Inflammasome-mediated antagonism of type I interferon enhances Rickettsia pathogenesis

The innate immune system fights infection with inflammasomes and interferons. Facultative bacterial pathogens that inhabit the host cytosol avoid inflammasomes 1 – 6 and are often insensitive to type I interferons (IFN-I), but are restricted by IFN-γ 7 – 11 . However, it remains unclear how obligate cytosolic bacterial pathogens, including Rickettsia species, interact with innate immunity. Here, we report that the human pathogen Rickettsia parkeri is sensitive to IFN-I and benefits from inflammasome-mediated host cell death that antagonizes IFN-I. R. parkeri -induced cell death requires the cytosolic lipopolysaccharide (LPS) receptor caspase-11 and antagonizes IFN-I production mediated by the DNA sensor cGAS. The restrictive effects of IFN-I require the interferon regulatory factor IRF5, which upregulates genes encoding guanylate-binding proteins (GBPs) and inducible nitric oxide synthase (iNOS), which we found to inhibit R. parkeri . Mice lacking both IFN-I and IFN-γ receptors succumb to R. parkeri , revealing critical and overlapping roles for these cytokines in vivo.
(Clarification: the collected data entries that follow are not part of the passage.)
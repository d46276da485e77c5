pub mod toml_loader;

pub use toml_loader::{load_break_plan, load_break_plan_or_default};
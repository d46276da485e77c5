//! 参与者 ID 存储 - 业务能力层
//!
//! 只负责"记住上次使用的参与者 ID"这一个键：
//! 入口放行时写一次，问卷路由缺少导航参数时读作回退。

use tokio::fs;
use tracing::debug;

use crate::config::Config;
use crate::error::StorageError;
use crate::services::identity_resolver::normalize_identity;

/// 参与者 ID 存储
#[derive(Clone)]
pub struct IdentityStore {
    file_path: String,
}

impl IdentityStore {
    /// 创建新的 ID 存储
    pub fn new(config: &Config) -> Self {
        Self {
            file_path: config.identity_file.clone(),
        }
    }

    /// 使用自定义文件路径创建
    pub fn with_path(path: impl Into<String>) -> Self {
        Self {
            file_path: path.into(),
        }
    }

    /// 持久化参与者 ID（入口放行时调用一次）
    pub async fn save(&self, uid: &str) -> Result<(), StorageError> {
        debug!("持久化参与者 ID: {}", uid);

        fs::write(&self.file_path, uid)
            .await
            .map_err(|e| StorageError::WriteFailed {
                path: self.file_path.clone(),
                source: e,
            })
    }

    /// 读取上次使用的参与者 ID
    ///
    /// 文件不存在返回 None，不算错误
    pub async fn load(&self) -> Result<Option<String>, StorageError> {
        match fs::read_to_string(&self.file_path).await {
            Ok(content) => Ok(normalize_identity(&content)),
            Err(e) if e.kind() == std::io::ErrorKind::NotFound => Ok(None),
            Err(e) => Err(StorageError::ReadFailed {
                path: self.file_path.clone(),
                source: e,
            }),
        }
    }
}
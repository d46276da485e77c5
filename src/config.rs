/// 程序配置
#[derive(Clone, Debug)]
pub struct Config {
    /// 问卷 JSON 文档地址
    pub survey_url: String,
    /// 后端 API 基础地址（提交 / 查重接口的公共前缀）
    pub api_base_url: String,
    /// 导航参数传入的参与者 ID（对应网页版的 ?uid=，可选）
    pub participant_id: Option<String>,
    /// 参与者 ID 的本地持久化文件
    pub identity_file: String,
    /// 分节休息页计划文件（TOML，可选，缺省用内置计划）
    pub break_plan_file: Option<String>,
    /// 提交时携带的客户端签名
    pub client_signature: String,
    /// 是否显示详细日志
    pub verbose_logging: bool,
}

impl Default for Config {
    fn default() -> Self {
        Self {
            survey_url: "http://localhost:8080/survey.json".to_string(),
            api_base_url: "http://localhost:8080".to_string(),
            participant_id: None,
            identity_file: "survey_uid.txt".to_string(),
            break_plan_file: None,
            client_signature: concat!("survey_submit/", env!("CARGO_PKG_VERSION"), " (reqwest)")
                .to_string(),
            verbose_logging: false,
        }
    }
}

impl Config {
    pub fn from_env() -> Self {
        let default = Self::default();
        Self {
            survey_url: std::env::var("SURVEY_URL").unwrap_or(default.survey_url),
            api_base_url: std::env::var("API_BASE_URL").unwrap_or(default.api_base_url),
            participant_id: std::env::var("SURVEY_UID").ok().filter(|v| !v.trim().is_empty()),
            identity_file: std::env::var("IDENTITY_FILE").unwrap_or(default.identity_file),
            break_plan_file: std::env::var("BREAK_PLAN_FILE").ok().filter(|v| !v.trim().is_empty()),
            client_signature: std::env::var("CLIENT_SIGNATURE").unwrap_or(default.client_signature),
            verbose_logging: std::env::var("VERBOSE_LOGGING").ok().and_then(|v| v.parse().ok()).unwrap_or(default.verbose_logging),
        }
    }
}
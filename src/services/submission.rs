//! 提交协调器 - 业务能力层
//!
//! 打包最终答案并发送；失败不自动重试，
//! 失败后的走向由流程层跑查重判定再决定。

use std::sync::Arc;
use tracing::debug;

use crate::clients::SurveyBackend;
use crate::config::Config;
use crate::error::ApiError;
use crate::models::{AnswerSet, SubmissionPayload};

/// 提交协调器
pub struct SubmissionCoordinator {
    backend: Arc<dyn SurveyBackend>,
    client_signature: String,
}

impl SubmissionCoordinator {
    /// 创建新的提交协调器
    pub fn new(backend: Arc<dyn SurveyBackend>, config: &Config) -> Self {
        Self {
            backend,
            client_signature: config.client_signature.clone(),
        }
    }

    /// 提交一份答案
    ///
    /// # 参数
    /// - `uid`: 参与者 ID
    /// - `answers`: 渲染引擎给出的最终答案（这里取不可变快照）
    ///
    /// # 返回
    /// 负载每次新建，带客户端签名和发送时刻的 ISO-8601 时间戳；
    /// 非成功状态返回携带响应体文本（或默认文案）的错误
    pub async fn submit(&self, uid: &str, answers: &AnswerSet) -> Result<(), ApiError> {
        let payload = SubmissionPayload::new(uid, answers.clone(), &self.client_signature);

        debug!(
            "打包提交: uid={}, surveyVersion={}, submittedAt={}",
            payload.uid, payload.survey_version, payload.metadata.submitted_at
        );

        self.backend.submit(&payload).await
    }
}
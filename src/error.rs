//! 错误类型定义
//!
//! 按来源分类：后端接口 / 问卷文档 / 本地存储
//!
//! 注意：重复提交、入口拒绝这类属于正常业务走向的情况不在这里，
//! 它们由 `EntryDecision` / `FlowOutcome` 表达。

use thiserror::Error;

/// 应用程序错误类型
#[derive(Debug, Error)]
pub enum AppError {
    /// 后端接口错误
    #[error("接口错误: {0}")]
    Api(#[from] ApiError),
    /// 问卷文档错误
    #[error("问卷错误: {0}")]
    Schema(#[from] SchemaError),
    /// 本地存储错误
    #[error("存储错误: {0}")]
    Storage(#[from] StorageError),
}

/// 后端接口错误
#[derive(Debug, Error)]
pub enum ApiError {
    /// 网络请求失败（请求根本没有得到响应）
    #[error("请求失败 ({endpoint}): {source}")]
    RequestFailed {
        endpoint: String,
        #[source]
        source: reqwest::Error,
    },
    /// 接口返回非成功状态码
    ///
    /// `message` 是响应体文本；响应体为空时由调用方填入默认文案
    #[error("接口返回错误状态 ({endpoint}, HTTP {status}): {message}")]
    BadStatus {
        endpoint: String,
        status: u16,
        message: String,
    },
    /// 响应体 JSON 解析失败
    #[error("JSON 解析失败 ({endpoint}): {source}")]
    JsonParseFailed {
        endpoint: String,
        #[source]
        source: reqwest::Error,
    },
}

impl ApiError {
    /// 创建网络请求失败错误
    pub fn request_failed(endpoint: impl Into<String>, source: reqwest::Error) -> Self {
        ApiError::RequestFailed {
            endpoint: endpoint.into(),
            source,
        }
    }

    /// 创建错误状态码错误
    pub fn bad_status(endpoint: impl Into<String>, status: u16, message: impl Into<String>) -> Self {
        ApiError::BadStatus {
            endpoint: endpoint.into(),
            status,
            message: message.into(),
        }
    }

    /// 展示给参与者的失败文案
    ///
    /// 服务端返回的响应体文本优先，其余情况用错误自身的描述
    pub fn user_message(&self) -> String {
        match self {
            ApiError::BadStatus { message, .. } => message.clone(),
            other => other.to_string(),
        }
    }
}

/// 问卷文档错误
#[derive(Debug, Error)]
pub enum SchemaError {
    /// 问卷文档解析失败
    #[error("问卷文档解析失败: {source}")]
    DocumentParseFailed {
        #[source]
        source: serde_json::Error,
    },
    /// 插入的休息页与文档中已有页面重名
    ///
    /// 页名在文档内必须唯一，重名会破坏后续所有按名查找
    #[error("问卷中已存在同名页面: {name}")]
    DuplicatePageName { name: String },
}

/// 本地存储错误
#[derive(Debug, Error)]
pub enum StorageError {
    /// 读取文件失败
    #[error("读取文件失败 ({path}): {source}")]
    ReadFailed {
        path: String,
        #[source]
        source: std::io::Error,
    },
    /// 写入文件失败
    #[error("写入文件失败 ({path}): {source}")]
    WriteFailed {
        path: String,
        #[source]
        source: std::io::Error,
    },
}

// ========== Result 类型别名 ==========

/// 应用程序结果类型
pub type AppResult<T> = Result<T, AppError>;
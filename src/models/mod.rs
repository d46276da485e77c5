pub mod break_plan;
pub mod loaders;
pub mod schema;
pub mod submission;

pub use break_plan::{BreakPlan, BreakPoint};
pub use loaders::{load_break_plan, load_break_plan_or_default};
pub use schema::{AnswerSet, PageElement, SurveyDocument, SurveyPage};
pub use submission::{SubmissionMetadata, SubmissionPayload, SURVEY_VERSION};
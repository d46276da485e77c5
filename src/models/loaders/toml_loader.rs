use crate::models::break_plan::BreakPlan;
use anyhow::{Context, Result};
use std::path::Path;
use tokio::fs;

/// 从 TOML 文件加载分节休息页计划
pub async fn load_break_plan(path: &Path) -> Result<BreakPlan> {
    let content = fs::read_to_string(path)
        .await
        .with_context(|| format!("无法读取计划文件: {}", path.display()))?;

    let plan: BreakPlan = toml::from_str(&content)
        .with_context(|| format!("无法解析计划文件: {}", path.display()))?;

    tracing::info!("已加载休息页计划: {} 个插入点", plan.points.len());

    Ok(plan)
}

/// 加载休息页计划；未配置文件时退回内置默认计划
pub async fn load_break_plan_or_default(path: Option<&str>) -> Result<BreakPlan> {
    match path {
        Some(p) => load_break_plan(Path::new(p)).await,
        None => {
            tracing::debug!("未配置休息页计划文件，使用内置默认计划");
            Ok(BreakPlan::default())
        }
    }
}

#[cfg(test)]
mod tests {
    use super::*;
    use std::io::Write;

    #[tokio::test]
    async fn test_load_break_plan_from_toml() {
        let mut file = tempfile::NamedTempFile::new().unwrap();
        write!(
            file,
            r#"
[[points]]
after = "A2"
name = "A_BREAK"
heading = "Section A complete"
message = "Take a breather."

[[points]]
after = "B2"
name = "B_BREAK"
heading = "Section B complete"
message = "Almost there."
"#
        )
        .unwrap();

        let plan = load_break_plan(file.path()).await.unwrap();
        assert_eq!(plan.points.len(), 2);
        assert_eq!(plan.points[0].after, "A2");
        assert_eq!(plan.points[1].name, "B_BREAK");
    }

    #[tokio::test]
    async fn test_missing_file_is_an_error() {
        let result = load_break_plan(Path::new("no_such_plan.toml")).await;
        assert!(result.is_err());
    }

    #[tokio::test]
    async fn test_none_falls_back_to_default_plan() {
        let plan = load_break_plan_or_default(None).await.unwrap();
        assert_eq!(plan, BreakPlan::default());
        assert!(plan.point_by_name("A_BREAK").is_some());
    }
}
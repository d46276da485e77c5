/// 日志工具模块
///
/// 提供日志初始化和横幅输出的辅助函数
use tracing::info;
use tracing_subscriber::EnvFilter;

use crate::config::Config;

/// 初始化日志
///
/// 级别由 RUST_LOG 控制，默认 info
pub fn init() {
    let filter = EnvFilter::try_from_default_env().unwrap_or_else(|_| EnvFilter::new("info"));
    let _ = tracing_subscriber::fmt().with_env_filter(filter).try_init();
}

/// 记录程序启动信息
///
/// # 参数
/// - `config`: 当前配置
pub fn log_startup(config: &Config) {
    info!("{}", "=".repeat(60));
    info!("🚀 程序启动 - 问卷提交客户端");
    info!("📄 问卷地址: {}", config.survey_url);
    info!("🌐 后端地址: {}", config.api_base_url);
    info!("{}", "=".repeat(60));
}

/// 记录会话终态
///
/// # 参数
/// - `status`: 终态标签
/// - `message`: 展示给参与者的文案
pub fn log_terminal_state(status: &str, message: &str) {
    info!("\n{}", "─".repeat(60));
    info!("📊 会话结束: {}", status);
    info!("{}", message);
    info!("{}", "─".repeat(60));
}
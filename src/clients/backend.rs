/// 后端 API 客户端
///
/// 封装提交与查重两个接口的调用逻辑
use async_trait::async_trait;
use serde::Deserialize;
use tracing::debug;

use crate::config::Config;
use crate::error::ApiError;
use crate::models::SubmissionPayload;

/// 提交失败且服务端没有给出响应体时的默认文案
pub const DEFAULT_SUBMISSION_ERROR: &str = "Submission failed. Please try again later.";

/// 后端能力抽象
///
/// 流程层只依赖这个 trait，测试里用内存实现替换真实后端
#[async_trait]
pub trait SurveyBackend: Send + Sync {
    /// 提交问卷负载
    async fn submit(&self, payload: &SubmissionPayload) -> Result<(), ApiError>;

    /// 查询参与者 ID 是否已有提交记录
    ///
    /// 查询本身失败时返回 Err，调用方不得把 Err 当作 false
    async fn check_uid_exists(&self, uid: &str) -> Result<bool, ApiError>;
}

/// 查重接口的响应体
#[derive(Debug, Deserialize)]
struct ExistsResponse {
    exists: bool,
}

/// 基于 reqwest 的后端客户端
pub struct BackendClient {
    http: reqwest::Client,
    base_url: String,
}

impl BackendClient {
    /// 创建新的后端客户端
    pub fn new(http: reqwest::Client, config: &Config) -> Self {
        Self {
            http,
            base_url: config.api_base_url.trim_end_matches('/').to_string(),
        }
    }
}

#[async_trait]
impl SurveyBackend for BackendClient {
    async fn submit(&self, payload: &SubmissionPayload) -> Result<(), ApiError> {
        let endpoint = format!("{}/api/submit", self.base_url);

        debug!("提交负载: uid={}, 答案 {} 条", payload.uid, payload.answers.len());

        let response = self
            .http
            .post(&endpoint)
            .json(payload)
            .send()
            .await
            .map_err(|e| ApiError::request_failed(endpoint.clone(), e))?;

        if response.status().is_success() {
            debug!("提交成功: uid={}", payload.uid);
            return Ok(());
        }

        let status = response.status().as_u16();
        // 失败响应体是纯文本错误信息；为空时用默认文案
        let body = response.text().await.unwrap_or_default();
        let message = if body.trim().is_empty() {
            DEFAULT_SUBMISSION_ERROR.to_string()
        } else {
            body
        };

        Err(ApiError::bad_status(endpoint, status, message))
    }

    async fn check_uid_exists(&self, uid: &str) -> Result<bool, ApiError> {
        let endpoint = format!("{}/api/check/{}", self.base_url, uid);

        let response = self
            .http
            .get(&endpoint)
            .send()
            .await
            .map_err(|e| ApiError::request_failed(endpoint.clone(), e))?;

        if !response.status().is_success() {
            let status = response.status().as_u16();
            let body = response.text().await.unwrap_or_default();
            return Err(ApiError::bad_status(endpoint, status, body));
        }

        let parsed: ExistsResponse = response
            .json()
            .await
            .map_err(|e| ApiError::JsonParseFailed {
                endpoint: endpoint.clone(),
                source: e,
            })?;

        debug!("查重结果: uid={}, exists={}", uid, parsed.exists);

        Ok(parsed.exists)
    }
}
The interactions of R. parkeri with inflammasomes and interferons are similar to those of viruses, which can exploit the inflammasome to avoid IFN-I 12 , are restricted by IFN-I via IRF5 13 , 14 , and are controlled by IFN-I and IFN-γ in vivo 15 – 17 . Our results suggest that the innate immune response to an obligate cytosolic bacterial pathogen lies at the intersection of antibacterial and antiviral responses. Here, Rickettsia parkeri is shown to be sensitive to type I interferons (IFN-I) and IFN-γ and to benefit from inflammasome-mediated antagonism of IFN-I, highlighting similarities between the immune responses against this obligate cytosolic bacterial pathogen and those that target viral pathogens.